In a message posted on its website on Monday, the NRA admitted to the incident and said it was working with the Ministry of the Interior and the State Agency for National Security (SANS) to investigate the hack.
“We are currently verifying whether the data is real,” said the NRA.
Hacker stole 110 databases, leaked 57
According to reports from local media [1, 2, 3, 4, 5], who received part of the data, the hacker said they stole the personal details of over five million Bulgarians, of the country’s total population of seven million.
The hacker bragged about stealing 110 databases from NRA’s network, totaling nearly 21 GB. The hacker only shared 57 databases, comprising 11 GB of the aggregate data with local news outlets but promised to release the rest in the coming days.
The leak contains names, personal identification numbers (PINs), home addresses, and financial earnings. Most of the information is years old, dating back as far as 2007, but newer database entries were also discovered.
Besides NRA-specific information, there is also other info that appears to have been imported into NRA systems from other government agencies.

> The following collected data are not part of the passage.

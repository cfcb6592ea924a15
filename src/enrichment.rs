//! Host intelligence enrichment.
//!
//! `InternetDbClient` fetches `GET <base>/<ip>` from an InternetDB-style
//! service and normalizes the answer into an `EnrichmentRecord` whose list
//! fields are always present.
//!
//! Status policy:
//!   * 2xx  -> parse body (text first, then JSON)
//!   * 404  -> empty record, not an error
//!   * else -> `UpstreamError` with the status code
//!
//! Transport failures and timeout expiry map to `UpstreamUnavailable`.
//! The timeout covers both the request and the body read; on expiry the
//! request future is dropped, which aborts the connection.

use std::time::Duration;

use async_trait::async_trait;
use reqwest::{Client, StatusCode};
use serde::{Deserialize, Deserializer, Serialize};
use tokio::time::timeout;

use crate::errors::{Result, ScanError};
use crate::target::ResolvedHost;

/// Raw intelligence about one host. Absent or `null` fields deserialize as empty.
#[derive(Debug, Clone, Default, PartialEq, Eq, Serialize, Deserialize)]
pub struct EnrichmentRecord {
    #[serde(default, deserialize_with = "null_as_default")]
    pub ip: String,
    #[serde(default, deserialize_with = "null_as_default")]
    pub ports: Vec<u16>,
    #[serde(default, deserialize_with = "null_as_default")]
    pub cpes: Vec<String>,
    #[serde(default, deserialize_with = "null_as_default")]
    pub hostnames: Vec<String>,
    #[serde(default, deserialize_with = "null_as_default")]
    pub tags: Vec<String>,
    #[serde(default, deserialize_with = "null_as_default")]
    pub vulns: Vec<String>,
}

fn null_as_default<'de, D, T>(deserializer: D) -> std::result::Result<T, D::Error>
where
    D: Deserializer<'de>,
    T: Deserialize<'de> + Default,
{
    Ok(Option::<T>::deserialize(deserializer)?.unwrap_or_default())
}

impl EnrichmentRecord {
    /// Record for a host the source knows nothing about.
    pub fn empty(ip: &ResolvedHost) -> Self {
        Self {
            ip: ip.to_string(),
            ..Default::default()
        }
    }

    /// Parse a response body; fills in `ip` when the body omits it.
    pub fn from_json(ip: &ResolvedHost, body: &str) -> Result<Self> {
        let mut record: EnrichmentRecord = serde_json::from_str(body)
            .map_err(|e| ScanError::malformed(ip.as_str(), e.to_string()))?;
        if record.ip.trim().is_empty() {
            record.ip = ip.to_string();
        }
        Ok(record)
    }
}

/// Capability: fetch intelligence for one resolved IP.
#[async_trait]
pub trait IntelSource: Send + Sync {
    fn name(&self) -> &'static str;
    async fn fetch_intel(&self, ip: &ResolvedHost) -> Result<EnrichmentRecord>;
}

/// Run one enrichment call against `source`.
pub async fn enrich(ip: &ResolvedHost, source: &dyn IntelSource) -> Result<EnrichmentRecord> {
    tracing::debug!(%ip, source = source.name(), "enriching");
    let record = source.fetch_intel(ip).await?;
    tracing::debug!(
        %ip,
        ports = record.ports.len(),
        vulns = record.vulns.len(),
        "enrichment complete"
    );
    Ok(record)
}

/// HTTP client for InternetDB-style host intelligence.
pub struct InternetDbClient {
    http: Client,
    base_url: String,
    timeout: Duration,
}

/// Outcome of the raw HTTP exchange, before body parsing.
enum Fetched {
    NotFound,
    Body(String),
}

impl InternetDbClient {
    pub fn new(base_url: impl Into<String>, user_agent: &str, timeout: Duration) -> Result<Self> {
        let http = Client::builder()
            .user_agent(user_agent)
            .build()
            .map_err(|e| ScanError::configuration(format!("HTTP client setup failed: {e}")))?;
        Ok(Self {
            http,
            base_url: base_url.into().trim_end_matches('/').to_string(),
            timeout,
        })
    }

    fn url_for(&self, ip: &ResolvedHost) -> String {
        format!("{}/{}", self.base_url, ip)
    }

    async fn fetch(&self, ip: &ResolvedHost) -> Result<Fetched> {
        let response = self
            .http
            .get(self.url_for(ip))
            .header(reqwest::header::ACCEPT, "application/json")
            .send()
            .await
            .map_err(|e| ScanError::upstream_unavailable(ip.as_str(), describe_transport(&e)))?;

        let status = response.status();
        tracing::trace!(%ip, status = status.as_u16(), "intelligence response");

        if status == StatusCode::NOT_FOUND {
            return Ok(Fetched::NotFound);
        }

        if !status.is_success() {
            // The status is the error; an unreadable body only loses the detail.
            let body = response.text().await.unwrap_or_default();
            return Err(ScanError::upstream_error(ip.as_str(), status.as_u16(), &body));
        }

        let body = response
            .text()
            .await
            .map_err(|e| ScanError::upstream_unavailable(ip.as_str(), describe_transport(&e)))?;
        Ok(Fetched::Body(body))
    }
}

#[async_trait]
impl IntelSource for InternetDbClient {
    fn name(&self) -> &'static str {
        "internetdb"
    }

    async fn fetch_intel(&self, ip: &ResolvedHost) -> Result<EnrichmentRecord> {
        let fetched = timeout(self.timeout, self.fetch(ip)).await.map_err(|_| {
            ScanError::upstream_unavailable(
                ip.as_str(),
                format!("request timed out after {}s", self.timeout.as_secs_f32()),
            )
        })??;

        match fetched {
            Fetched::NotFound => Ok(EnrichmentRecord::empty(ip)),
            Fetched::Body(body) => EnrichmentRecord::from_json(ip, &body),
        }
    }
}

/// Short, user-safe description of a transport error.
fn describe_transport(e: &reqwest::Error) -> String {
    if e.is_timeout() {
        "request timed out".to_string()
    } else if e.is_connect() {
        "connection failed".to_string()
    } else if e.is_body() || e.is_decode() {
        "response body could not be read".to_string()
    } else {
        "network error".to_string()
    }
}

The leaked data also contained information from Department Civil Registration and Administrative Services (GRAO), a database the department described similar to “the Social Security Number (or similar) identification in other countries.”
Information was also found that belonged to Bulgaria’s customs agency, namely data from the Bulgarian Excise Centralized Information System (BECIS), a database for storing information about excise taxes for imported goods.
In addition, there was also some information that local media deemed to have belonged to the National Health Insurance Fund (NZOK), although they have not detailed the precise nature of the information, and data from the Bulgarian Employment Agency (AZ).
Hacker is an Assange fan
The hacker contacted local media from a Yandex.ru email address and included a variation of a quote from WikiLeaks founder Julian Assange, which roughly translates from Bulgarian to “Your government is stupid. Your cybersecurity is a parody.”
Opposition parties in Bulgaria have not wasted any time. Within hours of the leak going public, the Democratic Bulgaria party demanded the resignation of Finance Minister Vladislav Goranov.
Last month, Bulgarian authorities arrested and temporarily held a Bulgarian IT expert for releasing public details about how to exploit a vulnerability in a state-managed kindergarten web portal to harvest the GRAO details of all Bulgarians. The two incidents don’t appear to be related.